[[ Dataset entries, beginning ]]

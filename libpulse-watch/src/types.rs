use serde::Deserialize;
use std::{collections::HashMap, time::Duration};

/// One configured HTTP target, loaded once at startup and never mutated.
#[derive(Debug, Clone, Deserialize)]
pub struct EndpointSpec {
    #[serde(default)]
    pub name: String,
    #[serde(default)]
    pub url: String,
    /// HTTP verb; empty means GET.
    #[serde(default)]
    pub method: String,
    #[serde(default)]
    pub headers: HashMap<String, String>,
    /// Opaque payload, JSON-encoded before sending. May be empty.
    #[serde(default)]
    pub body: String,
}

#[derive(Debug, Clone, PartialEq, Eq)]
pub enum Classification {
    Success,
    Failure { reason: String },
}

impl Classification {
    pub fn is_success(&self) -> bool {
        matches!(self, Classification::Success)
    }

    pub fn is_failure(&self) -> bool {
        matches!(self, Classification::Failure { .. })
    }
}

/// Result of a single probe. The dispatch loop ignores it; direct
/// callers and tests can inspect it.
#[derive(Debug, Clone)]
pub struct ProbeOutcome {
    pub domain: String,
    pub classification: Classification,
    pub status: Option<u16>,
    pub latency: Duration,
}

#[derive(Debug, Clone, Deserialize)]
#[serde(default)]
pub struct MonitorConfig {
    pub dispatch_interval_secs: u64,
    pub report_interval_secs: u64,
    /// Success status lower bound, inclusive.
    pub status_min: u16,
    /// Success status upper bound, exclusive.
    pub status_max: u16,
    /// Strict upper bound for a probe to classify as success.
    pub latency_threshold_ms: u64,
    /// Hard network timeout, so a hung connection never outlives
    /// classification indefinitely.
    pub request_timeout_secs: u64,
}

impl Default for MonitorConfig {
    fn default() -> Self {
        Self {
            dispatch_interval_secs: 15,
            report_interval_secs: 15,
            status_min: 200,
            status_max: 300,
            latency_threshold_ms: 500,
            request_timeout_secs: 5,
        }
    }
}

impl MonitorConfig {
    pub fn dispatch_interval(&self) -> Duration {
        Duration::from_secs(self.dispatch_interval_secs)
    }

    pub fn report_interval(&self) -> Duration {
        Duration::from_secs(self.report_interval_secs)
    }

    pub fn latency_threshold(&self) -> Duration {
        Duration::from_millis(self.latency_threshold_ms)
    }

    pub fn request_timeout(&self) -> Duration {
        Duration::from_secs(self.request_timeout_secs)
    }

    /// Success iff the status falls in `[status_min, status_max)` and
    /// the probe completed strictly under the latency threshold.
    pub fn classifies_success(&self, status: u16, latency: Duration) -> bool {
        (self.status_min..self.status_max).contains(&status)
            && latency < self.latency_threshold()
    }
}

#[cfg(test)]
mod tests {
    use super::*;

    #[test]
    fn config_defaults() {
        let config = MonitorConfig::default();
        assert_eq!(config.dispatch_interval(), Duration::from_secs(15));
        assert_eq!(config.report_interval(), Duration::from_secs(15));
        assert_eq!(config.status_min, 200);
        assert_eq!(config.status_max, 300);
        assert_eq!(config.latency_threshold(), Duration::from_millis(500));
    }

    #[test]
    fn endpoint_spec_optional_fields_default() {
        let spec: EndpointSpec = toml::from_str(
            r#"
            name = "homepage"
            url = "https://example.com/"
            "#,
        )
        .unwrap();

        assert_eq!(spec.name, "homepage");
        assert_eq!(spec.url, "https://example.com/");
        assert!(spec.method.is_empty());
        assert!(spec.headers.is_empty());
        assert!(spec.body.is_empty());
    }
}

[[ Dataset entries, end ]]

* _The task_:
Please go through the entries and show every line with the word "HashMap".

* _Solved problem_:
use std::{collections::HashMap, time::Duration};
    pub headers: HashMap<String, String>,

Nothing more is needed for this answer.